“En nuestro programa de hoy: los mil usos del encrespador de pestañas. La leche al rescate de su cutis. Cómo tratar las várices. Nuestro crítico de cine nos habla del primer blockbuster del verano: Indiana Jones y Batman contra Harry Potter y Godzilla: el combate continúa. Buenas noticias para los gorditos: la obesidad aumenta la producción de testosterona. Conozca la vida secreta de las cuarenta y ocho concubinas de Osama Bin Laden. ¿Sabía usted que los espárragos previenen la calvicie? La fiebre aviaria: ¿el fin de la humanidad? El orgasmo perfecto: atrévase a pedirlo. Nuestra sexóloga, la Dra. Lovejoy, contesta sus más íntimas preguntas. Y para cerrar nuestro programa, ¿a quién creen ustedes que hemos invitado? ¿A quién? ¡Más duro, que no los oímos! ¡Sí, al incomparable Walter Mercado, que está aquí para desearles mucho, mucho, pero mucho amor!”.
Veo la televisión por la misma razón por la que a veces me arranco de cuajo los pelos de las orejas: para irritarme intencionalmente, para explorar los límites de mi rabia. Constatar día con día la imbecilidad de la especie humana es una magnífica manera de ver cómo sus límites se expanden mucho más allá de lo que uno podría jamás suponer. Es una especie de sistemática mortificación del espíritu, no muy diferente de la que los monjes de antaño practicaban en sus cuerpos por medio del cilicio, el ayuno y la autoflagelación.
Popper sentenció: “La democracia será imposible bajo el régimen de la televisión”. Sí, claro, la democracia concebida no como simple derecho al sufragio (ese es un mero ritual, un dispositivo electoral consistente en entintarse un dedito y posarlo bajo la foto de un señor que nos sonríe mesiánicamente desde una papeleta), sino como universalización del conocimiento y la cultura. Era la democracia que Rousseau propugnaba, esa que con tanta vehemencia defendió.
La televisión conspira contra tal proyecto. No debería sorprendernos: ¿cómo podría una hija por excelencia de la tecnología y el maquinismo capitalista socavar la autoridad de su progenitor, fomentando el espíritu crítico de la gente? ¿Cómo habría el capitalismo de poner semejante arsenal en contra suyo? ¡Urgía, antes bien, hacer de la televisión un enorme engranaje de imbecilización y puerilización colectivas!

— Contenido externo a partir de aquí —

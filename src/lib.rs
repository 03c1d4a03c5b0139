// src/lib.rs
// Public library surface for the binary and integration tests.

pub mod assemble;
pub mod blocklist;
pub mod config;
pub mod dedup;
pub mod error;
pub mod ingest;
pub mod item;
pub mod topic;
pub mod trending;

// ---- Re-exports for stable public API ----
pub use crate::assemble::{assemble, fetch_aggregated_items, Aggregator, AssemblyReport};
pub use crate::blocklist::Blocklist;
pub use crate::config::{AggregatorConfig, SourceConfig};
pub use crate::error::FetchError;
pub use crate::item::{Item, SourceTag};
pub use crate::topic::{normalize, same_topic};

Usarla como instrumento de sojuzgamiento, como el recurso manipulativo más eficaz jamás creado, en lugar de ponerla al servicio de la universalización del conocimiento y la cultura.
Desperdicio. ¡La televisión, ah, el más lamentable desperdicio tecnológico de todos los tiempos! ¡Lo que pudo haber sido un agente para la libertad —“Sed cultos para ser libres”, decía José Martí— se convirtió en un grillete más, en un narcótico, lobotomía universal! Y por ese mismo camino va Internet… aprenda a fabricar bombas domésticas, envíe al mundo entero la foto de su trasero, compile una antología de los eructos más estrepitosos jamás proferidos y envíesela a todos sus contactos. A la mente se me viene este versículo bíblico: “Mi pueblo perece por falta de conocimiento”. Es Dios mismo quien así clama… y me rompe el corazón.

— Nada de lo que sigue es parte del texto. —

// src/ingest/providers/reddit.rs
//! Community sub-forum provider.
//!
//! Strategies run in configured order (JSON listing, then Atom feed by default).
//! The first one that returns a non-empty payload wins, even when admission leaves
//! nothing of it; the next strategy only runs after a failure or an empty listing. The Atom feed only carries the thread link,
//! so the external article URL is dug out of the entry body.

use async_trait::async_trait;
use once_cell::sync::OnceCell;
use regex::Regex;
use serde::Deserialize;
use std::collections::HashSet;
use std::sync::Arc;

use crate::blocklist::Blocklist;
use crate::config::{RedditStrategy, SubredditConfig};
use crate::error::{FetchError, FetchResult};
use crate::ingest::feed::parse_feed;
use crate::ingest::http::HttpClient;
use crate::ingest::types::SourceProvider;
use crate::ingest::{host_of, is_http_url, is_on_domains, now_unix, title_or_untitled, Admission};
use crate::item::{Item, SourceTag};

#[derive(Debug, Deserialize)]
struct Listing {
    data: ListingData,
}

#[derive(Debug, Deserialize)]
struct ListingData {
    #[serde(default)]
    children: Vec<Child>,
}

#[derive(Debug, Deserialize)]
struct Child {
    data: Post,
}

#[derive(Debug, Deserialize)]
struct Post {
    id: String,
    title: Option<String>,
    #[serde(default)]
    score: i64,
    #[serde(default)]
    num_comments: i64,
    url: Option<String>,
    #[serde(default)]
    created_utc: f64,
    #[serde(default)]
    permalink: String,
    #[serde(default)]
    is_self: bool,
    #[serde(default)]
    stickied: bool,
}

/// Admitted items plus how many entries the payload carried before admission.
struct Parsed {
    raw: usize,
    items: Vec<Item>,
}

pub struct RedditProvider {
    cfg: SubredditConfig,
    client: HttpClient,
    admission: Admission,
    own_domains: Vec<String>,
}

impl RedditProvider {
    pub fn new(cfg: SubredditConfig, client: HttpClient, blocklist: Arc<Blocklist>) -> Self {
        let admission = Admission::new(blocklist, cfg.max_age_hours);
        let mut own_domains = vec!["reddit.com".to_string(), "redd.it".to_string()];
        if let Some(host) = host_of(&cfg.base_url) {
            if !own_domains.contains(&host) {
                own_domains.push(host);
            }
        }
        Self {
            cfg,
            client,
            admission,
            own_domains,
        }
    }

    fn base(&self) -> &str {
        self.cfg.base_url.trim_end_matches('/')
    }

    pub fn json_url(&self) -> String {
        format!(
            "{}/r/{}/top.json?t=day&limit={}",
            self.base(),
            self.cfg.name,
            self.cfg.limit
        )
    }

    pub fn rss_url(&self) -> String {
        format!("{}/r/{}/top/.rss?t=day", self.base(), self.cfg.name)
    }

    async fn fetch_strategy(&self, strategy: RedditStrategy) -> FetchResult<Parsed> {
        let now = now_unix();
        match strategy {
            RedditStrategy::Json => {
                let body = self.client.get_json(&self.json_url()).await?;
                self.listing(&body, now)
            }
            RedditStrategy::Rss => {
                let body = self.client.get_feed(&self.rss_url()).await?;
                self.feed(&body, now)
            }
        }
    }

    /// Map a `top.json` listing to items.
    pub fn parse_listing(&self, body: &str, now: i64) -> FetchResult<Vec<Item>> {
        self.listing(body, now).map(|p| p.items)
    }

    fn listing(&self, body: &str, now: i64) -> FetchResult<Parsed> {
        let listing: Listing = serde_json::from_str(body)?;
        let tag = self.tag();
        let raw = listing.data.children.len();
        let mut seen = HashSet::new();
        let mut out = Vec::new();

        for (idx, child) in listing
            .data
            .children
            .into_iter()
            .take(self.cfg.limit)
            .enumerate()
        {
            let post = child.data;
            if post.stickied || !seen.insert(post.id.clone()) {
                continue;
            }
            let permalink = self.absolute_permalink(&post.permalink);
            // Relative urls (crossposts, galleries) point back into the forum.
            let external = post.url.filter(|u| {
                !post.is_self && is_http_url(u) && !is_on_domains(u, &self.own_domains)
            });
            if external.is_none() && !self.cfg.allow_self_posts {
                continue;
            }
            let score = u64::try_from(post.score).unwrap_or(0);
            if score < self.cfg.min_score {
                continue;
            }
            let created_at = post.created_utc as i64;
            if self.admission.too_old(now, created_at) {
                continue;
            }
            let title = title_or_untitled(post.title.as_deref());
            if self.admission.blocked(&tag, &title) {
                continue;
            }

            out.push(Item {
                id: format!("reddit:{}", post.id),
                title,
                source: tag.clone(),
                engagement_score: score,
                comment_count: u64::try_from(post.num_comments).unwrap_or(0),
                url: external.unwrap_or_else(|| permalink.clone()),
                created_at,
                permalink,
                source_rank: (idx + 1) as u32,
                trending: false,
                trending_count: None,
            });
        }
        Ok(Parsed { raw, items: out })
    }

    /// Map the Atom feed to items, extracting article links from entry bodies.
    pub fn parse_feed(&self, body: &str, now: i64) -> FetchResult<Vec<Item>> {
        self.feed(body, now).map(|p| p.items)
    }

    fn feed(&self, body: &str, now: i64) -> FetchResult<Parsed> {
        let entries = parse_feed(body)?;
        let raw = entries.len();
        // Feed entries carry no score; every one of them sits at fallback_score.
        if self.cfg.fallback_score < self.cfg.min_score {
            tracing::debug!(
                target: "ingest",
                source = %self.tag(),
                fallback_score = self.cfg.fallback_score,
                min_score = self.cfg.min_score,
                "feed entries below score threshold"
            );
            return Ok(Parsed {
                raw,
                items: Vec::new(),
            });
        }
        let tag = self.tag();
        let mut seen = HashSet::new();
        let mut out = Vec::new();

        for (idx, entry) in entries.into_iter().take(self.cfg.limit).enumerate() {
            let permalink = entry.link.clone().unwrap_or_default();
            let Some(post_id) = post_id(entry.id.as_deref(), &permalink) else {
                continue;
            };
            if !seen.insert(post_id.clone()) {
                continue;
            }
            let external = entry
                .body
                .as_deref()
                .and_then(|html| extract_external_link(html, &self.own_domains));
            if external.is_none() && !self.cfg.allow_self_posts {
                continue;
            }
            if self.admission.too_old(now, entry.published_at) {
                continue;
            }
            let title = title_or_untitled(entry.title.as_deref());
            if self.admission.blocked(&tag, &title) {
                continue;
            }

            out.push(Item {
                id: format!("reddit:{post_id}"),
                title,
                source: tag.clone(),
                engagement_score: self.cfg.fallback_score,
                comment_count: 0,
                url: external.unwrap_or_else(|| permalink.clone()),
                created_at: entry.published_at,
                permalink,
                source_rank: (idx + 1) as u32,
                trending: false,
                trending_count: None,
            });
        }
        Ok(Parsed { raw, items: out })
    }

    fn absolute_permalink(&self, permalink: &str) -> String {
        if permalink.starts_with("http") {
            permalink.to_string()
        } else {
            format!("{}{}", self.base(), permalink)
        }
    }
}

#[async_trait]
impl SourceProvider for RedditProvider {
    async fn fetch_latest(&self) -> FetchResult<Vec<Item>> {
        let mut last_err: Option<FetchError> = None;
        let mut any_ok = false;

        for &strategy in &self.cfg.strategies {
            match self.fetch_strategy(strategy).await {
                Ok(parsed) if parsed.raw > 0 => {
                    tracing::debug!(
                        target: "ingest",
                        source = %self.tag(),
                        ?strategy,
                        raw = parsed.raw,
                        admitted = parsed.items.len(),
                        "strategy answered"
                    );
                    return Ok(parsed.items);
                }
                Ok(_) => {
                    any_ok = true;
                    tracing::debug!(target: "ingest", source = %self.tag(), ?strategy, "strategy returned an empty listing");
                }
                Err(e) => {
                    tracing::debug!(target: "ingest", source = %self.tag(), ?strategy, error = %e, "strategy failed");
                    last_err = Some(e);
                }
            }
        }

        match last_err {
            Some(e) if !any_ok => Err(e),
            _ => Ok(Vec::new()),
        }
    }

    fn tag(&self) -> SourceTag {
        SourceTag::Subreddit(self.cfg.name.clone())
    }

    fn quota(&self) -> usize {
        self.cfg.quota
    }
}

/// Post id from an Atom `<id>` (`t3_` prefix) or from the `comments/<id>` path.
fn post_id(atom_id: Option<&str>, link: &str) -> Option<String> {
    if let Some(id) = atom_id.and_then(|s| s.strip_prefix("t3_")) {
        if !id.is_empty() {
            return Some(id.to_string());
        }
    }
    static RE_COMMENTS: OnceCell<Regex> = OnceCell::new();
    let re = RE_COMMENTS.get_or_init(|| Regex::new(r"(?i)comments/([a-z0-9]+)").unwrap());
    if let Some(c) = re.captures(link) {
        return Some(c[1].to_string());
    }
    atom_id
        .filter(|s| !s.is_empty())
        .map(str::to_string)
        .or_else(|| (!link.is_empty()).then(|| link.to_string()))
}

/// Find the article URL in an entry's HTML body.
///
/// First an anchor whose text is `[link]`, then the first `href` that leaves
/// `own_domains`. Either candidate must be an absolute http(s) URL off-site.
pub fn extract_external_link(html: &str, own_domains: &[String]) -> Option<String> {
    static RE_LINK_ANCHOR: OnceCell<Regex> = OnceCell::new();
    static RE_HREF: OnceCell<Regex> = OnceCell::new();
    let re_anchor = RE_LINK_ANCHOR.get_or_init(|| {
        Regex::new(r#"(?is)<a\s[^>]*?href\s*=\s*["']([^"']+)["'][^>]*>\s*\[link\]\s*</a>"#)
            .unwrap()
    });
    let re_href =
        RE_HREF.get_or_init(|| Regex::new(r#"(?i)href\s*=\s*["']([^"']+)["']"#).unwrap());

    let external = |raw: &str| -> Option<String> {
        let href = html_escape::decode_html_entities(raw.trim()).to_string();
        (is_http_url(&href) && !is_on_domains(&href, own_domains)).then_some(href)
    };

    if let Some(href) = re_anchor
        .captures(html)
        .and_then(|c| external(&c[1]))
    {
        return Some(href);
    }
    re_href.captures_iter(html).find_map(|c| external(&c[1]))
}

La verdad es esta: hay gentes a las que no les sirve que usted, estimado lector, piense, que se cuestione nada, que alimente la menor suspicacia con respecto a los valores que le han enseñado a reverenciar. Esas gentes lo quieren a usted estúpido, mesmerizado, sonámbulo, adocenado. Quieren que su capacidad de concentración disminuya mediante un bombardeo icónico vertiginoso, que se dedique a zapear indolentemente, las horas muertas, apretando botones mientras digiere su copiosa cena, letárgicamente adormilado en su sofá favorito.
Un cocodrilo, una boa constrictora, un cerdo que viene de “trompear la canoa” tendría más capacidad analítica que usted, en tales instancias. El cerebro reducido a su frecuencia de vibración mínima, los signos vitales apenas perceptibles. Y, por supuesto, es durante estos largos tramos de hipnosis (una familia estadounidense ve televisión, en promedio, seis horas al día) que nuestras mentes quedan expuestas a toda forma de sugestión: absorbemos pasiva y acríticamente cualquier mensaje, ideología, condicionamiento que se nos quiera administrar. ¡Por la simple razón de que estamos apenas a mitad despiertos! ¡La armada rival avanzará siempre que los centinelas duerman!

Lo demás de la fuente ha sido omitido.